Financial Reporting Compliance
ASC 805 - Business Combinations
Purchase Price Allocation
According to GAAP, businesses are required to report all assets acquired in a business combination at fair value. Assets can be classified as either tangible or intangible assets (which includes goodwill). Any remaining purchase price beyond the value attributed to specific tangible and intangible assets is allocated to goodwill. As independent financial analysts, we identify and value intangible assets and goodwill that are conveyed in a business combination.
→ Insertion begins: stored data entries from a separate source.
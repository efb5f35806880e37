use crate::{Point3f, Float, Point2f, Vec3f};
use crate::spectrum::Spectrum;
use crate::light::{Light, LightFlags, LiSample, VisibilityTester};
use crate::interaction::SurfaceHit;
use cgmath::InnerSpace;

/// Isotropic point source given by its radiant intensity.
#[derive(Debug, Clone)]
pub struct PointLight {
    position: Point3f,
    intensity: Spectrum,
}

impl PointLight {
    pub fn new(position: Point3f, intensity: Spectrum) -> Self {
        Self { position, intensity }
    }
}

impl Light for PointLight {
    fn flags(&self) -> LightFlags {
        LightFlags::DeltaPosition
    }

    fn sample_incident_radiance(&self, reference: &SurfaceHit, _u: Point2f) -> Option<LiSample> {
        let d = self.position - reference.p;
        let dist2 = d.magnitude2();
        if dist2 == 0.0 {
            return None;
        }
        Some(LiSample {
            radiance: self.intensity / dist2,
            wi: d.normalize(),
            pdf: 1.0,
            vis: VisibilityTester::to_point(reference, self.position),
        })
    }

    fn pdf_incident_radiance(&self, _reference: &SurfaceHit, _wi: Vec3f) -> Float {
        0.0
    }
}

#[cfg(test)]
mod tests {
    use super::*;
    use crate::Normal3;
    use approx::assert_relative_eq;

    #[test]
    fn test_inverse_square_falloff() {
        let light = PointLight::new(Point3f::new(0.0, 0.0, 2.0), Spectrum::uniform(8.0));
        let reference = SurfaceHit::new(Point3f::new(0.0, 0.0, 0.0), Normal3::new(0.0, 0.0, 1.0));
        let s = light.sample_incident_radiance(&reference, Point2f::new(0.5, 0.5)).expect("sample");
        assert_relative_eq!(s.radiance[0], 2.0);
        assert_relative_eq!(s.wi.z, 1.0);
        assert!(light.flags().is_delta_light());
    }
}
use crate::{Bounds2i, Float, Point2f, Point2i};
use crate::filter::Filter;
use crate::imageio::{Bitmap, PixelFormat};
use crate::spectrum::Spectrum;
use std::sync::Arc;

#[derive(Clone, Copy, Debug, Default)]
struct FilmPixel {
    contrib_sum: [Float; 3],
    alpha_sum: Float,
    filter_weight_sum: Float,
}

impl FilmPixel {
    fn add(&mut self, other: &FilmPixel) {
        for c in 0..3 {
            self.contrib_sum[c] += other.contrib_sum[c];
        }
        self.alpha_sum += other.alpha_sum;
        self.filter_weight_sum += other.filter_weight_sum;
    }
}

/// Film configuration: output resolution, channel layout and reconstruction filter.
#[derive(Clone, Debug)]
pub struct Film {
    pub resolution: Point2i,
    pub pixel_format: PixelFormat,
    pub filter: Arc<dyn Filter>,
}

impl Film {
    pub fn new(resolution: Point2i, pixel_format: PixelFormat, filter: Arc<dyn Filter>) -> Self {
        Self { resolution, pixel_format, filter }
    }

    pub fn pixel_bounds(&self) -> Bounds2i {
        Bounds2i::with_bounds(Point2i::new(0, 0), self.resolution)
    }

    /// A tile accumulating the samples taken inside `sample_bounds`. The tile's pixels extend
    /// past the sample bounds by the filter radius, clipped to the image.
    pub fn get_film_tile(&self, sample_bounds: Bounds2i) -> FilmTile {
        let r = self.filter.radius();
        let p0 = Point2i::new(
            (sample_bounds.min.x as Float - 0.5 - r).ceil() as i32,
            (sample_bounds.min.y as Float - 0.5 - r).ceil() as i32,
        );
        let p1 = Point2i::new(
            (sample_bounds.max.x as Float - 0.5 + r).floor() as i32 + 1,
            (sample_bounds.max.y as Float - 0.5 + r).floor() as i32 + 1,
        );
        let pixel_bounds = Bounds2i::with_bounds(p0, p1).intersection(&self.pixel_bounds());
        let n = if pixel_bounds.is_empty() { 0 } else { pixel_bounds.area() as usize };

        FilmTile {
            pixel_bounds,
            filter: Arc::clone(&self.filter),
            pixels: vec![FilmPixel::default(); n],
        }
    }

    pub fn new_accumulator(&self) -> FilmAccumulator {
        let n = self.resolution.x.max(0) as usize * self.resolution.y.max(0) as usize;
        FilmAccumulator { resolution: self.resolution, pixels: vec![FilmPixel::default(); n] }
    }

    /// Normalizes the accumulated samples into a linear float bitmap in the film's pixel
    /// format.
    pub fn develop(&self, acc: &FilmAccumulator) -> Bitmap {
        let n = self.pixel_format.channel_count();
        let mut data = Vec::with_capacity(acc.pixels.len() * n);
        for p in &acc.pixels {
            let inv_w = if p.filter_weight_sum != 0.0 { 1.0 / p.filter_weight_sum } else { 0.0 };
            let rgb = [
                (p.contrib_sum[0] * inv_w).max(0.0),
                (p.contrib_sum[1] * inv_w).max(0.0),
                (p.contrib_sum[2] * inv_w).max(0.0),
            ];
            let alpha = (p.alpha_sum * inv_w).clamp(0.0, 1.0);
            match self.pixel_format {
                PixelFormat::Y => data.push(crate::math::luminance(rgb)),
                PixelFormat::YA => {
                    data.push(crate::math::luminance(rgb));
                    data.push(alpha);
                }
                PixelFormat::Rgb => data.extend_from_slice(&rgb),
                PixelFormat::Rgba => {
                    data.extend_from_slice(&rgb);
                    data.push(alpha);
                }
            }
        }
        Bitmap::from_f32(self.pixel_format, self.resolution.x as u32, self.resolution.y as u32, data)
    }
}

pub struct FilmTile {
    pixel_bounds: Bounds2i,
    filter: Arc<dyn Filter>,
    pixels: Vec<FilmPixel>,
}

impl FilmTile {
    pub fn pixel_bounds(&self) -> Bounds2i {
        self.pixel_bounds
    }

    /// Splats a radiance sample taken at continuous raster position `p_film` onto every pixel
    /// within the filter radius.
    pub fn add_sample(&mut self, p_film: Point2f, l: Spectrum, alpha: Float, sample_weight: Float) {
        let r = self.filter.radius();
        // pixel (x, y) has its center at (x + 0.5, y + 0.5)
        let x0 = ((p_film.x - 0.5 - r).ceil() as i32).max(self.pixel_bounds.min.x);
        let x1 = ((p_film.x - 0.5 + r).floor() as i32).min(self.pixel_bounds.max.x - 1);
        let y0 = ((p_film.y - 0.5 - r).ceil() as i32).max(self.pixel_bounds.min.y);
        let y1 = ((p_film.y - 0.5 + r).floor() as i32).min(self.pixel_bounds.max.y - 1);

        let width = self.pixel_bounds.width();
        for y in y0..=y1 {
            for x in x0..=x1 {
                let w = self.filter.evaluate(
                    x as Float + 0.5 - p_film.x,
                    y as Float + 0.5 - p_film.y,
                ) * sample_weight;
                if w == 0.0 {
                    continue;
                }
                let idx = pixel_offset(Point2i::new(x, y), self.pixel_bounds.min, width);
                let px = &mut self.pixels[idx];
                for c in 0..3 {
                    px.contrib_sum[c] += l[c] * w;
                }
                px.alpha_sum += alpha * w;
                px.filter_weight_sum += w;
            }
        }
    }
}

/// Row-major index of `p` in a buffer whose first pixel is `origin`. Computed in `usize`
/// since the pixel count of a large film does not fit in `i32`.
fn pixel_offset(p: Point2i, origin: Point2i, width: i32) -> usize {
    (p.y - origin.y) as usize * width as usize + (p.x - origin.x) as usize
}

/// Full-resolution sum of every merged tile.
pub struct FilmAccumulator {
    resolution: Point2i,
    pixels: Vec<FilmPixel>,
}

impl FilmAccumulator {
    pub fn merge_film_tile(&mut self, tile: &FilmTile) {
        let b = tile.pixel_bounds;
        let width = b.width();
        for p in b.iter_points() {
            let src = pixel_offset(p, b.min, width);
            let dst = pixel_offset(p, Point2i::new(0, 0), self.resolution.x);
            self.pixels[dst].add(&tile.pixels[src]);
        }
    }
}

#[cfg(test)]
mod tests {
    use super::*;
    use crate::filter::{BoxFilter, GaussianFilter};
    use approx::assert_relative_eq;

    #[test]
    fn test_tile_bounds_include_filter_footprint() {
        let film = Film::new(Point2i::new(64, 64), PixelFormat::Rgb, Arc::new(GaussianFilter::default()));
        let tile = film.get_film_tile(Bounds2i::with_bounds(Point2i::new(16, 16), Point2i::new(32, 32)));
        // radius 2 reaches two pixels past the sample bounds on each side
        assert_eq!(tile.pixel_bounds().min, Point2i::new(14, 14));
        assert_eq!(tile.pixel_bounds().max, Point2i::new(34, 34));

        let corner = film.get_film_tile(Bounds2i::with_bounds(Point2i::new(0, 0), Point2i::new(16, 16)));
        assert_eq!(corner.pixel_bounds().min, Point2i::new(0, 0));
    }

    #[test]
    fn test_pixel_offset_past_i32_range() {
        // last pixel of a 50000x50000 film
        let last = pixel_offset(Point2i::new(49_999, 49_999), Point2i::new(0, 0), 50_000);
        assert_eq!(last, 2_499_999_999);

        let film = Film::new(Point2i::new(50_000, 50_000), PixelFormat::Rgb, Arc::new(BoxFilter { radius: 0.5 }));
        let bounds = Bounds2i::with_bounds(Point2i::new(49_984, 49_984), Point2i::new(50_000, 50_000));
        let mut tile = film.get_film_tile(bounds);
        tile.add_sample(Point2f::new(49_999.5, 49_999.5), Spectrum::uniform(1.0), 1.0, 1.0);
        let tb = tile.pixel_bounds();
        let idx = pixel_offset(Point2i::new(49_999, 49_999), tb.min, tb.width());
        assert_eq!(idx, tile.pixels.len() - 1);
        assert_eq!(tile.pixels[idx].filter_weight_sum, 1.0);
    }

    #[test]
    fn test_constant_radiance_develops_to_itself() {
        let film = Film::new(Point2i::new(8, 4), PixelFormat::Rgba, Arc::new(GaussianFilter::default()));
        let mut acc = film.new_accumulator();
        for tile_bounds in film.pixel_bounds().iter_tiles(4) {
            let mut tile = film.get_film_tile(tile_bounds);
            for p in tile_bounds.iter_points() {
                for (dx, dy) in [(0.25, 0.25), (0.75, 0.5), (0.1, 0.9)] {
                    let p_film = Point2f::new(p.x as Float + dx, p.y as Float + dy);
                    tile.add_sample(p_film, Spectrum::rgb(0.5, 1.0, 2.0), 1.0, 1.0);
                }
            }
            acc.merge_film_tile(&tile);
        }

        let bitmap = film.develop(&acc);
        assert_eq!(bitmap.size(), (8, 4));
        for y in 0..4 {
            for x in 0..8 {
                let px = bitmap.pixel(x, y);
                assert_relative_eq!(px[0], 0.5, epsilon = 1e-5);
                assert_relative_eq!(px[1], 1.0, epsilon = 1e-5);
                assert_relative_eq!(px[2], 2.0, epsilon = 1e-5);
                assert_relative_eq!(px[3], 1.0, epsilon = 1e-5);
            }
        }
    }

    #[test]
    fn test_box_filter_only_touches_own_pixel() {
        let film = Film::new(Point2i::new(4, 4), PixelFormat::Rgb, Arc::new(BoxFilter::default()));
        let mut acc = film.new_accumulator();
        let mut tile = film.get_film_tile(film.pixel_bounds());
        tile.add_sample(Point2f::new(1.5, 2.25), Spectrum::uniform(1.0), 1.0, 1.0);
        acc.merge_film_tile(&tile);
        let bitmap = film.develop(&acc);
        assert_eq!(bitmap.pixel(1, 2), vec![1.0, 1.0, 1.0]);
        assert_eq!(bitmap.pixel(2, 2), vec![0.0, 0.0, 0.0]);
        assert_eq!(bitmap.pixel(1, 1), vec![0.0, 0.0, 0.0]);
    }
}
#[macro_use] pub mod macros; // must stay at the top
pub mod math;
pub mod geometry;
pub mod spectrum;
pub mod sampling;
pub mod sampler;
pub mod camera;
pub mod filter;
pub mod film;
pub mod interaction;
pub mod shapes;
pub mod primitive;
pub mod bvh;
pub mod fresnel;
pub mod reflection;
pub mod light;
pub mod scene;
pub mod integrator;
pub mod loaders;
pub mod imageio;
pub mod variant;
pub mod error;
pub mod engine;
pub mod renderer;
pub mod pipeline;

pub use geometry::*;
pub use math::*;
pub use interaction::SurfaceInteraction;

pub use engine::RenderEngine;
pub use error::{ExportError, PipelineError, RenderError, SceneLoadError};
pub use imageio::{Bitmap, ComponentFormat, FileFormat, PixelFormat};
pub use pipeline::{render_and_export, ExportArtifacts, ExportOptions, ExportTarget};
pub use renderer::{CpuRenderer, RenderOptions};
pub use variant::Variant;

use cgmath::{Point2, Point3, Vector2, Vector3};
use num::{Bounded, Num};
use num::traits::NumAssignOps;
use std::fmt::Debug;

pub type Float = f32;

pub type Point2f = Point2<Float>;
pub type Point2i = Point2<i32>;
pub type Point3f = Point3<Float>;
pub type Vec2f = Vector2<Float>;
pub type Vec2i = Vector2<i32>;
pub type Vec3f = Vector3<Float>;

pub trait Scalar: Num + NumAssignOps + PartialOrd + Bounded + Copy + Debug {
    fn min(self, other: Self) -> Self;
    fn max(self, other: Self) -> Self;
}

impl Scalar for f32 {
    fn min(self, other: Self) -> Self {
        self.min(other)
    }

    fn max(self, other: Self) -> Self {
        self.max(other)
    }
}

impl Scalar for i32 {
    fn min(self, other: Self) -> Self {
        Ord::min(self, other)
    }

    fn max(self, other: Self) -> Self {
        Ord::max(self, other)
    }
}
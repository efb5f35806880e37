use crate::{Float, Point2f, Point2i, Point3f, Ray, Transform, Transformable, Vec3f};
use cgmath::InnerSpace;

#[derive(Clone, Copy, Debug)]
pub struct CameraSample {
    /// Continuous raster position, `(0, 0)` at the top left corner of the film.
    pub p_film: Point2f,
}

pub trait Camera: Send + Sync {
    /// Returns the importance weight of the ray along with the world space ray.
    fn generate_ray(&self, sample: CameraSample) -> (Float, Ray);

    fn resolution(&self) -> Point2i;
}

/// Which image axis the field of view angle is measured along.
#[derive(Clone, Copy, Debug, PartialEq, Eq)]
pub enum FovAxis {
    X,
    Y,
    Smaller,
    Larger,
    Diagonal,
}

impl std::str::FromStr for FovAxis {
    type Err = String;

    fn from_str(s: &str) -> Result<Self, Self::Err> {
        match s {
            "x" => Ok(FovAxis::X),
            "y" => Ok(FovAxis::Y),
            "smaller" => Ok(FovAxis::Smaller),
            "larger" => Ok(FovAxis::Larger),
            "diagonal" => Ok(FovAxis::Diagonal),
            other => Err(format!("unknown fov_axis '{}'", other)),
        }
    }
}

/// Pinhole camera looking down its local +z axis, with +x pointing left and +y up.
#[derive(Clone, Debug)]
pub struct PerspectiveCamera {
    camera_to_world: Transform,
    resolution: Point2i,
    tan_half_fov: (Float, Float),
    near_clip: Float,
    far_clip: Float,
}

impl PerspectiveCamera {
    pub fn new(
        camera_to_world: Transform,
        resolution: Point2i,
        fov: Float,
        fov_axis: FovAxis,
        near_clip: Float,
        far_clip: Float,
    ) -> Self {
        let (w, h) = (resolution.x as Float, resolution.y as Float);
        let aspect = w / h;
        let tan_fov = (fov.to_radians() * 0.5).tan();

        let axis = match fov_axis {
            FovAxis::Smaller => if aspect > 1.0 { FovAxis::Y } else { FovAxis::X },
            FovAxis::Larger => if aspect > 1.0 { FovAxis::X } else { FovAxis::Y },
            a => a,
        };

        let tan_half_fov = match axis {
            FovAxis::X => (tan_fov, tan_fov / aspect),
            FovAxis::Y => (tan_fov * aspect, tan_fov),
            _ => {
                let diagonal = (w * w + h * h).sqrt();
                (tan_fov * w / diagonal, tan_fov * h / diagonal)
            }
        };

        Self { camera_to_world, resolution, tan_half_fov, near_clip, far_clip }
    }

    /// Unnormalized camera space direction through a raster position.
    fn raster_to_camera(&self, p_film: Point2f) -> Vec3f {
        let ndc_x = p_film.x / self.resolution.x as Float * 2.0 - 1.0;
        let ndc_y = p_film.y / self.resolution.y as Float * 2.0 - 1.0;
        Vec3f::new(-ndc_x * self.tan_half_fov.0, -ndc_y * self.tan_half_fov.1, 1.0)
    }
}

impl Camera for PerspectiveCamera {
    fn generate_ray(&self, sample: CameraSample) -> (Float, Ray) {
        let d = self.raster_to_camera(sample.p_film);
        let dir = d.normalize();
        let inv_z = 1.0 / dir.z;
        let near_t = self.near_clip * inv_z;
        let far_t = self.far_clip * inv_z;

        let ray = Ray {
            origin: Point3f::new(0.0, 0.0, 0.0) + dir * near_t,
            dir,
            t_max: far_t - near_t,
        };
        (1.0, ray.transform(self.camera_to_world))
    }

    fn resolution(&self) -> Point2i {
        self.resolution
    }
}

#[cfg(test)]
mod tests {
    use super::*;
    use cgmath::assert_abs_diff_eq;

    fn camera(fov_axis: FovAxis) -> PerspectiveCamera {
        let to_world = Transform::look_at(
            point3f!(0, 0, 5),
            point3f!(0, 0, 0),
            vec3f!(0, 1, 0),
        ).unwrap();
        PerspectiveCamera::new(to_world, Point2i::new(200, 100), 90.0, fov_axis, 0.01, 1000.0)
    }

    #[test]
    fn test_center_ray_points_at_target() {
        let cam = camera(FovAxis::X);
        let (w, ray) = cam.generate_ray(CameraSample { p_film: Point2f::new(100.0, 50.0) });
        assert_eq!(w, 1.0);
        assert_abs_diff_eq!(ray.dir, vec3f!(0, 0, -1), epsilon = 1e-5);
    }

    #[test]
    fn test_image_right_maps_to_world_right() {
        // looking down -z with +y up, the right edge of the image is +x in world space
        let cam = camera(FovAxis::X);
        let (_, ray) = cam.generate_ray(CameraSample { p_film: Point2f::new(200.0, 50.0) });
        assert!(ray.dir.x > 0.0);
        // 90 degree horizontal fov puts the edge at 45 degrees
        assert_abs_diff_eq!(ray.dir.x, -ray.dir.z, epsilon = 1e-5);

        let (_, ray) = cam.generate_ray(CameraSample { p_film: Point2f::new(100.0, 0.0) });
        assert!(ray.dir.y > 0.0);
    }

    #[test]
    fn test_fov_axis_smaller_uses_height_for_wide_images() {
        let cam = camera(FovAxis::Smaller);
        let (_, ray) = cam.generate_ray(CameraSample { p_film: Point2f::new(100.0, 0.0) });
        assert_abs_diff_eq!(ray.dir.y, -ray.dir.z, epsilon = 1e-5);
    }
}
Baker-Meekins works with Buyers and their auditors to perform purchase price allocation analyses.
What to Expect
Our analysis can be segregated into six parts:
- Calculating the amount to be allocated to intangible assets and to goodwill
- Determining the proper discount rate and cash flows to value the intangible assets
- Identifying the intangible assets to be valued
- Valuing the intangible assets
- Measuring the returns on tangible and intangible assets
- Reviewing our analysis with the Buyer’s management, the auditors and the audit firm’s valuation review team
We advise the Buyer to begin the purchase price allocation analysis as soon as possible, either preceding or immediately following the closing of the purchase and sale agreement. The analysis will likely require input from management and staff of both the Buyer and the acquired company, as well as input from the auditors. We will request documentation that will help us substantiate the value of the business and the identifiable intangible assets acquired.